Si on voit en Fesques, un lieu de réunion des hommes en armes, il paraît assez logique d'y voir un lieu de décision politique et judiciaire et de voir dans les suppliciés, qui semblent avoir été passablement nombreux (17 paires de pieds retrouvées sur une fouille très partielle permettant de porter l'estimation à environ une centaine de personnes).

Maintenant, en l'absence de textes, bien malin, vu de l'extérieur, celui qui pourra faire la distinction entre une condamnation (certainement) au nom des Dieux et un sacrifice au nom des mêmes Dieux......

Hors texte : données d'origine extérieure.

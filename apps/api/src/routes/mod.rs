pub mod health;

use axum::{
    routing::{get, patch, post},
    Router,
};

use crate::documents::handlers;
use crate::state::AppState;

fn document_routes() -> Router<AppState> {
    Router::new()
        .route("/create", post(handlers::handle_create))
        .route("/update/:document_id", patch(handlers::handle_update))
        .route("/restore/archive", patch(handlers::handle_restore))
        .route("/all", get(handlers::handle_list_active))
        .route("/trash/all", get(handlers::handle_list_archived))
        .route(
            "/public/doc/:document_id",
            get(handlers::handle_get_public),
        )
        .route("/:document_id", get(handlers::handle_get_document))
}

pub fn build_router(state: AppState) -> Router {
    Router::new()
        .route("/health", get(health::health_handler))
        .nest("/api/v1/documents", document_routes())
        .with_state(state)
}

#[cfg(test)]
mod tests {
    use std::sync::Arc;

    use axum::{
        body::{to_bytes, Body},
        http::{Method, Request, StatusCode},
        response::Response,
    };
    use serde_json::{json, Value};
    use tower::ServiceExt;

    use super::*;
    use crate::config::{Config, DEFAULT_AUTH_USER_HEADER};
    use crate::documents::service::DocumentService;
    use crate::store::MemoryStore;

    fn test_router() -> Router {
        let config = Config {
            port: 0,
            rust_log: "debug".to_string(),
            database_url: None,
            database_max_connections: 1,
            auth_user_header: DEFAULT_AUTH_USER_HEADER.to_string(),
        };
        let state = AppState {
            config,
            documents: Arc::new(DocumentService::new(Arc::new(MemoryStore::new()))),
        };
        build_router(state)
    }

    fn request(
        method: Method,
        uri: &str,
        user: Option<&str>,
        body: Option<Value>,
    ) -> Request<Body> {
        let mut builder = Request::builder().method(method).uri(uri);
        if let Some(user) = user {
            builder = builder.header(DEFAULT_AUTH_USER_HEADER, user);
        }
        match body {
            Some(body) => builder
                .header("content-type", "application/json")
                .body(Body::from(body.to_string()))
                .unwrap(),
            None => builder.body(Body::empty()).unwrap(),
        }
    }

    async fn send(app: &Router, req: Request<Body>) -> (StatusCode, Value) {
        let response: Response = app.clone().oneshot(req).await.unwrap();
        let status = response.status();
        let bytes = to_bytes(response.into_body(), usize::MAX).await.unwrap();
        let body = if bytes.is_empty() {
            Value::Null
        } else {
            serde_json::from_slice(&bytes).unwrap()
        };
        (status, body)
    }

    async fn create(app: &Router, user: &str, title: &str) -> Value {
        let (status, body) = send(
            app,
            request(
                Method::POST,
                "/api/v1/documents/create",
                Some(user),
                Some(json!({ "title": title })),
            ),
        )
        .await;
        assert_eq!(status, StatusCode::OK);
        body["data"].clone()
    }

    #[tokio::test]
    async fn test_health() {
        let app = test_router();
        let (status, body) = send(&app, request(Method::GET, "/health", None, None)).await;
        assert_eq!(status, StatusCode::OK);
        assert_eq!(body["status"], "ok");
    }

    #[tokio::test]
    async fn test_create_requires_identity() {
        let app = test_router();
        let (status, body) = send(
            &app,
            request(
                Method::POST,
                "/api/v1/documents/create",
                None,
                Some(json!({ "title": "Resume" })),
            ),
        )
        .await;
        assert_eq!(status, StatusCode::UNAUTHORIZED);
        assert_eq!(body["success"], false);
    }

    #[tokio::test]
    async fn test_create_rejects_malformed_body() {
        let app = test_router();
        let (status, body) = send(
            &app,
            request(
                Method::POST,
                "/api/v1/documents/create",
                Some("alice"),
                Some(json!({ "name": "no title" })),
            ),
        )
        .await;
        assert_eq!(status, StatusCode::BAD_REQUEST);
        assert_eq!(body["error"], "VALIDATION_ERROR");
    }

    #[tokio::test]
    async fn test_create_returns_private_document() {
        let app = test_router();
        let doc = create(&app, "alice", "Resume").await;
        assert_eq!(doc["status"], "private");
        assert_eq!(doc["userId"], "alice");
        assert_eq!(doc["title"], "Resume");
        assert!(doc["documentId"].as_str().is_some());
    }

    #[tokio::test]
    async fn test_update_then_fetch_aggregate() {
        let app = test_router();
        let doc = create(&app, "alice", "Untitled").await;
        let document_id = doc["documentId"].as_str().unwrap();

        let (status, body) = send(
            &app,
            request(
                Method::PATCH,
                &format!("/api/v1/documents/update/{document_id}"),
                Some("alice"),
                Some(json!({
                    "title": "Platform Engineer",
                    "personalInfo": { "firstName": "Ada" },
                    "experience": [{ "title": "SRE", "companyName": "Acme" }],
                    "skillsInfo": [{ "name": "Rust", "rating": 5 }]
                })),
            ),
        )
        .await;
        assert_eq!(status, StatusCode::OK);
        assert_eq!(body["success"], true);

        let (status, body) = send(
            &app,
            request(
                Method::GET,
                &format!("/api/v1/documents/{document_id}"),
                Some("alice"),
                None,
            ),
        )
        .await;
        assert_eq!(status, StatusCode::OK);
        let data = &body["data"];
        assert_eq!(data["title"], "Platform Engineer");
        assert_eq!(data["personalInfo"]["firstName"], "Ada");
        assert_eq!(data["experiences"].as_array().unwrap().len(), 1);
        assert_eq!(data["experiences"][0]["docId"], doc["id"]);
        assert_eq!(data["skills"][0]["rating"], 5);
    }

    #[tokio::test]
    async fn test_update_other_users_document_is_not_found() {
        let app = test_router();
        let doc = create(&app, "alice", "Mine").await;
        let document_id = doc["documentId"].as_str().unwrap();

        let (status, body) = send(
            &app,
            request(
                Method::PATCH,
                &format!("/api/v1/documents/update/{document_id}"),
                Some("mallory"),
                Some(json!({ "title": "Hijacked" })),
            ),
        )
        .await;
        assert_eq!(status, StatusCode::NOT_FOUND);
        assert_eq!(body["error"], "NOT_FOUND");
    }

    #[tokio::test]
    async fn test_archive_trash_and_restore_flow() {
        let app = test_router();
        let doc = create(&app, "alice", "Old resume").await;
        let document_id = doc["documentId"].as_str().unwrap();

        let (status, _) = send(
            &app,
            request(
                Method::PATCH,
                &format!("/api/v1/documents/update/{document_id}"),
                Some("alice"),
                Some(json!({ "status": "archived" })),
            ),
        )
        .await;
        assert_eq!(status, StatusCode::OK);

        let (_, active) = send(
            &app,
            request(Method::GET, "/api/v1/documents/all", Some("alice"), None),
        )
        .await;
        assert!(active["data"].as_array().unwrap().is_empty());

        let (_, trash) = send(
            &app,
            request(Method::GET, "/api/v1/documents/trash/all", Some("alice"), None),
        )
        .await;
        assert_eq!(trash["data"].as_array().unwrap().len(), 1);

        let (status, body) = send(
            &app,
            request(
                Method::PATCH,
                "/api/v1/documents/restore/archive",
                Some("alice"),
                Some(json!({ "documentId": document_id, "status": "public" })),
            ),
        )
        .await;
        assert_eq!(status, StatusCode::BAD_REQUEST);
        assert_eq!(body["error"], "INVALID_STATE");

        let (status, body) = send(
            &app,
            request(
                Method::PATCH,
                "/api/v1/documents/restore/archive",
                Some("alice"),
                Some(json!({ "documentId": document_id, "status": "archived" })),
            ),
        )
        .await;
        assert_eq!(status, StatusCode::OK);
        assert_eq!(body["data"]["status"], "private");

        let (status, _) = send(
            &app,
            request(
                Method::PATCH,
                "/api/v1/documents/restore/archive",
                Some("alice"),
                Some(json!({ "documentId": document_id, "status": "archived" })),
            ),
        )
        .await;
        assert_eq!(status, StatusCode::NOT_FOUND);
    }

    #[tokio::test]
    async fn test_public_route_needs_public_status() {
        let app = test_router();
        let doc = create(&app, "alice", "Portfolio").await;
        let document_id = doc["documentId"].as_str().unwrap();
        let public_uri = format!("/api/v1/documents/public/doc/{document_id}");

        let (status, body) = send(&app, request(Method::GET, &public_uri, None, None)).await;
        assert_eq!(status, StatusCode::UNAUTHORIZED);
        assert_eq!(body["success"], false);

        send(
            &app,
            request(
                Method::PATCH,
                &format!("/api/v1/documents/update/{document_id}"),
                Some("alice"),
                Some(json!({ "status": "public" })),
            ),
        )
        .await;

        let (status, body) = send(&app, request(Method::GET, &public_uri, None, None)).await;
        assert_eq!(status, StatusCode::OK);
        assert_eq!(body["data"]["title"], "Portfolio");
    }
}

MessagePosté: Mar 11 Jan, 2005 9:51
de lopi
Il semble que le chanvre gaulois était bien connu dans l'Antiquité puisque Hiéron de Syracuse faisait venir, selon Moshion, du chanvre par le Rhône pour ses navires.
Mais ce chanvre là ne contient que 0,3% de delta 9 THC.
Les formes "consommables" en contiennent 2 à 6%. A partir de ces formes, il faut ensuite des préparations pour faire monter la concentration du produit jusqu'à 20%.
L'utilisation à des fins de modification de l'état psychique était donc peu probable. Ils avaient d'autres substances...

MessagePosté: Mar 11 Jan, 2005 10:17
de Muskull
"Le pavot, plante cultivée pour ses graines alimentaires, oléagineuses, plusieurs millénaires avant notre ère dans l'Est méditerranéen, d'où elle est vraisemblablement originaire (le type primitif est le pavot à feuilles velues, Papaver setigerum L., à capsule munie d'orifices sous le disque stigmatique). L'Iliade en parle et il semble qu'elle entrait dans la composition du breuvage de L'Odyssée (IV, 221), "procurant l'oubli de tous les chagrins". Les médecins grecs et latins des premiers siècles de notre ère connaissaient les pouvoirs narcotiques du pavot (Papaver somniferum ), mais n'en tiraient parti qu'avec une grande circonspection, tout comme les Arabes du haut Moyen Âge. Des accidents mortels ont été rapportés par Pline (Ier s.). Le médecin alchimiste Paracelse (1491-1541) introduisit l'usage de l'opium dans la matière médicale moderne. Les usages médicaux de l'opium datent de la haute Antiquité: une tablette sumérienne mentionne le pavot à opium comme "plante de la joie" et son exsudat, ou "graisse de lion". Certains écrits égyptiens datant d'Aménophis Ier (XVIIIe dynastie) et de Ramsès II vantent expressément les vertus "dormitives" et analgésiques de la plante et de son produit. Par la suite, Hippocrate et Théophraste en firent un médicament contre la douleur. Au Ier siècle, Dioscoride dans son De materia medica , qui fut un manuel traditionnel de pharmacologie pendant des siècles, décrit le pavot avec précision et, pour la première fois d'un point de vue chimique, distingue la plante elle-même de son latex, seul efficace. "
http://users.skynet.be/toxicomanie/socio.htm

MessagePosté: Mar 11 Jan, 2005 10:32
de Pan
Merci à vous tous pour vos contributions :D ,

Je pensais bien que ce ne serait pas simple, juste une hypothèse en partant du fait que l'on connaissait l'usage du chanvre en Gaule, comparé à des pratiques scythes et au texte de César, et que Van Gennep (bien plus tard je le concède, mais la tradition populaire!) nous parle de feu de chanvre autour du carnaval.

Voilà tout un ensemble assez cohérent mais qui manque de concret et de matériaux explicites (archéo, texte,...). A mettre de côté donc.